START SOURCE DATA
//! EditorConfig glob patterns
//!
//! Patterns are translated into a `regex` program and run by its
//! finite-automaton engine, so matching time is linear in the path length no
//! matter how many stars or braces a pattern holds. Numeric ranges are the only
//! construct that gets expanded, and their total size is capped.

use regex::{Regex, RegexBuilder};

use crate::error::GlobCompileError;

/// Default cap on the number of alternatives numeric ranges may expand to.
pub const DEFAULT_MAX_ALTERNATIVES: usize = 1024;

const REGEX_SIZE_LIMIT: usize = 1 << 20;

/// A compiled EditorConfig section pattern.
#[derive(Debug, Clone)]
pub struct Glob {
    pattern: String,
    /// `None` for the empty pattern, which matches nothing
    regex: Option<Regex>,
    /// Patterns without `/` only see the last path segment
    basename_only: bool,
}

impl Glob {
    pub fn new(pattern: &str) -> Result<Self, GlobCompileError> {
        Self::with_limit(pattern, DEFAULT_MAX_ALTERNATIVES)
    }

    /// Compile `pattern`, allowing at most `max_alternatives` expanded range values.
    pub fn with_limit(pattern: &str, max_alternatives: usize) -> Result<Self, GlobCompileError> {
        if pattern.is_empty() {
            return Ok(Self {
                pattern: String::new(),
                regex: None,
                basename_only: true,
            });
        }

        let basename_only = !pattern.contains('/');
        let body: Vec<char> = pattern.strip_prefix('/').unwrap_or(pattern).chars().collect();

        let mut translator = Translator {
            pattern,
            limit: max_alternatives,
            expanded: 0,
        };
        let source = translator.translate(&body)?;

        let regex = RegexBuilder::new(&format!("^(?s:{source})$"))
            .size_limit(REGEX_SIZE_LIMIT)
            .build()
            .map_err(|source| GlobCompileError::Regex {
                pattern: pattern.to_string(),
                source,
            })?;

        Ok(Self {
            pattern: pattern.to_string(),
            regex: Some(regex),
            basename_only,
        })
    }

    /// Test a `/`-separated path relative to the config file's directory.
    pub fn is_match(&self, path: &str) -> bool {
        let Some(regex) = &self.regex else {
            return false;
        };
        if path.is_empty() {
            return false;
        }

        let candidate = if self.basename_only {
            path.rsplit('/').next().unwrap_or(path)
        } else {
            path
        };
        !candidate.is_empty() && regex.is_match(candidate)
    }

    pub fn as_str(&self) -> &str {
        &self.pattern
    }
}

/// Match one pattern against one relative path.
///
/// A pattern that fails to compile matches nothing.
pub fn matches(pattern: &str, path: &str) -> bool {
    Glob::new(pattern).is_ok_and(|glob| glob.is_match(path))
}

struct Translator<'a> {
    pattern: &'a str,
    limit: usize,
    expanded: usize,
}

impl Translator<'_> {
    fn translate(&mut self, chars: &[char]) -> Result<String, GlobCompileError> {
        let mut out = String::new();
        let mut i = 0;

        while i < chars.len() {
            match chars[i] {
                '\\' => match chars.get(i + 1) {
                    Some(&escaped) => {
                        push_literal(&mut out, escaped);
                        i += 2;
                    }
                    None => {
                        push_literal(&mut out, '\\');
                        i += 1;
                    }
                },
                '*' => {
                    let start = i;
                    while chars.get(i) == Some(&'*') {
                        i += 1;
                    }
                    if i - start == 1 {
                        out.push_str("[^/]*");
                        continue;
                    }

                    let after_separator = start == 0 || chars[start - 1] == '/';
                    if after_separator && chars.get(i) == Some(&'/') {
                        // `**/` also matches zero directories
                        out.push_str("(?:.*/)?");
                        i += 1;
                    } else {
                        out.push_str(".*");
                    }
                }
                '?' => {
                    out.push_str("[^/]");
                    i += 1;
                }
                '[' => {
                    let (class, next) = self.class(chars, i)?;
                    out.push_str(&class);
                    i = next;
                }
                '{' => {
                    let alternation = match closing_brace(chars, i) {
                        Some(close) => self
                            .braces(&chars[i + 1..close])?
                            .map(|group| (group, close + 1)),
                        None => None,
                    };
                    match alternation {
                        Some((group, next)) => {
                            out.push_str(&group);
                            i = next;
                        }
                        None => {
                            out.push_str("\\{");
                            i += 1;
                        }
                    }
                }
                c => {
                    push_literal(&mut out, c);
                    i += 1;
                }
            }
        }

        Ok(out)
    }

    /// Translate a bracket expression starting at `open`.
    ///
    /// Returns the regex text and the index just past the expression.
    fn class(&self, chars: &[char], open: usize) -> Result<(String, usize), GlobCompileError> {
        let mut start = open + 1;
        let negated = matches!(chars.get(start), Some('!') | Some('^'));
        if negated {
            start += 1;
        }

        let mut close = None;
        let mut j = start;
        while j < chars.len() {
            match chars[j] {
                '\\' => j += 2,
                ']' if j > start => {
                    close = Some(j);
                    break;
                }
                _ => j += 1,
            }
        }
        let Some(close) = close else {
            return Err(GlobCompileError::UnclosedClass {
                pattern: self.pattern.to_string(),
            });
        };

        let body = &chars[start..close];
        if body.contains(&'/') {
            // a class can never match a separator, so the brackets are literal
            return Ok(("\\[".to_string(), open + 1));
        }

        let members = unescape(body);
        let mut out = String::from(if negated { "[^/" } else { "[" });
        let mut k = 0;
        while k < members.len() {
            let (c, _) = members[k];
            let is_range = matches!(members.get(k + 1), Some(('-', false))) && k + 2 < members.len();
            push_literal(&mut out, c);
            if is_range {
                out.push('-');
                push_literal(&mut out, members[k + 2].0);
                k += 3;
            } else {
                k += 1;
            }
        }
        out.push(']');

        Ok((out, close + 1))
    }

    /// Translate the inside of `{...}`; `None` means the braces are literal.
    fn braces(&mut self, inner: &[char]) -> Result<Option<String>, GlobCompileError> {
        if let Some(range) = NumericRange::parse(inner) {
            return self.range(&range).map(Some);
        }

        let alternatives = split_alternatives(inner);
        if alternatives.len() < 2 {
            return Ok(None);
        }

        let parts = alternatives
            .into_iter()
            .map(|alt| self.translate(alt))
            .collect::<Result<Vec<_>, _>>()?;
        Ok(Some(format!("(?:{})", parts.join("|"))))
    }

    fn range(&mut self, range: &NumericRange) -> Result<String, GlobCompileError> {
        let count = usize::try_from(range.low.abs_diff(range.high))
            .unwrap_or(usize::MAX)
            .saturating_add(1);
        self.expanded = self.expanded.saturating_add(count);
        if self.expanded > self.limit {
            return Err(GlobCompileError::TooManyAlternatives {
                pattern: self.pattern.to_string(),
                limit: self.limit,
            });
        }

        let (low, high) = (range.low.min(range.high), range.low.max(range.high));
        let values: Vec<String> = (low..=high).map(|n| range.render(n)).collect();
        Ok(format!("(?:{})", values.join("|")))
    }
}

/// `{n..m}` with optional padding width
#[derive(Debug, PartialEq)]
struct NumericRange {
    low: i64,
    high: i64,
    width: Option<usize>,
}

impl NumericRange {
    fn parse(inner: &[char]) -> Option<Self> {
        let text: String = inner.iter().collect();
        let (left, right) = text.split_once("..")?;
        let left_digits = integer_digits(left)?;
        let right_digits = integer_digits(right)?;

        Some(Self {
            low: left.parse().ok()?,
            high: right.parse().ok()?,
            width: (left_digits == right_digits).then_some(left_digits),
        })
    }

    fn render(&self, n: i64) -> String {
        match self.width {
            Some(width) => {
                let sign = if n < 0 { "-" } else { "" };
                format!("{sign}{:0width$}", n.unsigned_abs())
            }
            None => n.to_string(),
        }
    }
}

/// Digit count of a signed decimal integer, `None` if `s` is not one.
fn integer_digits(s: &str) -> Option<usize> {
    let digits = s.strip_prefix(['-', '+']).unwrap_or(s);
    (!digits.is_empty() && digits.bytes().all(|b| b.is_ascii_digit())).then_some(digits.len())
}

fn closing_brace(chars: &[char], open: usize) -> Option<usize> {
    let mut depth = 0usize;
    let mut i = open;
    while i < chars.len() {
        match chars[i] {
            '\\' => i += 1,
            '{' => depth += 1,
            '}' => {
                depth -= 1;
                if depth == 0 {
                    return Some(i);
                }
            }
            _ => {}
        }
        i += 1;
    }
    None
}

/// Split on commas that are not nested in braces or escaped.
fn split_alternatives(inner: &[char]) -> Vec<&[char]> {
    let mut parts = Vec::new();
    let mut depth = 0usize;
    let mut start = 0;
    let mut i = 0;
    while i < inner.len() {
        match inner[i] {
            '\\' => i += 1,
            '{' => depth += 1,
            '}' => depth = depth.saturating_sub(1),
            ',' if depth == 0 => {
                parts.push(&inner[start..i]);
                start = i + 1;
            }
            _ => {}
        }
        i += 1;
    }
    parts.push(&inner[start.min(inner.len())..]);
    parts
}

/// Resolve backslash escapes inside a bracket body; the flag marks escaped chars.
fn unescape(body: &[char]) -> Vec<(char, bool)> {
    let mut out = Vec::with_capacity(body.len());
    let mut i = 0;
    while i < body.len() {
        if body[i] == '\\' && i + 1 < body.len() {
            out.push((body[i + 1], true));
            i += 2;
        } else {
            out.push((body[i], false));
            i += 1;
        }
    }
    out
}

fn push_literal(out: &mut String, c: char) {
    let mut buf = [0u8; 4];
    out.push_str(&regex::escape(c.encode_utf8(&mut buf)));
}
END SOURCE DATA
**EXERCISE BRIEF:**
From the records above, reproduce exactly the lines from the one with "Some(close) => self" to the one with "let mut start = open + 1;", both included, and no others.

**SOLUTION TO THIS TASK:**
                        Some(close) => self
                            .braces(&chars[i + 1..close])?
                            .map(|group| (group, close + 1)),
                        None => None,
                    };
                    match alternation {
                        Some((group, next)) => {
                            out.push_str(&group);
                            i = next;
                        }
                        None => {
                            out.push_str("\\{");
                            i += 1;
                        }
                    }
                }
                c => {
                    push_literal(&mut out, c);
                    i += 1;
                }
            }
        }

        Ok(out)
    }

    /// Translate a bracket expression starting at `open`.
    ///
    /// Returns the regex text and the index just past the expression.
    fn class(&self, chars: &[char], open: usize) -> Result<(String, usize), GlobCompileError> {
        let mut start = open + 1;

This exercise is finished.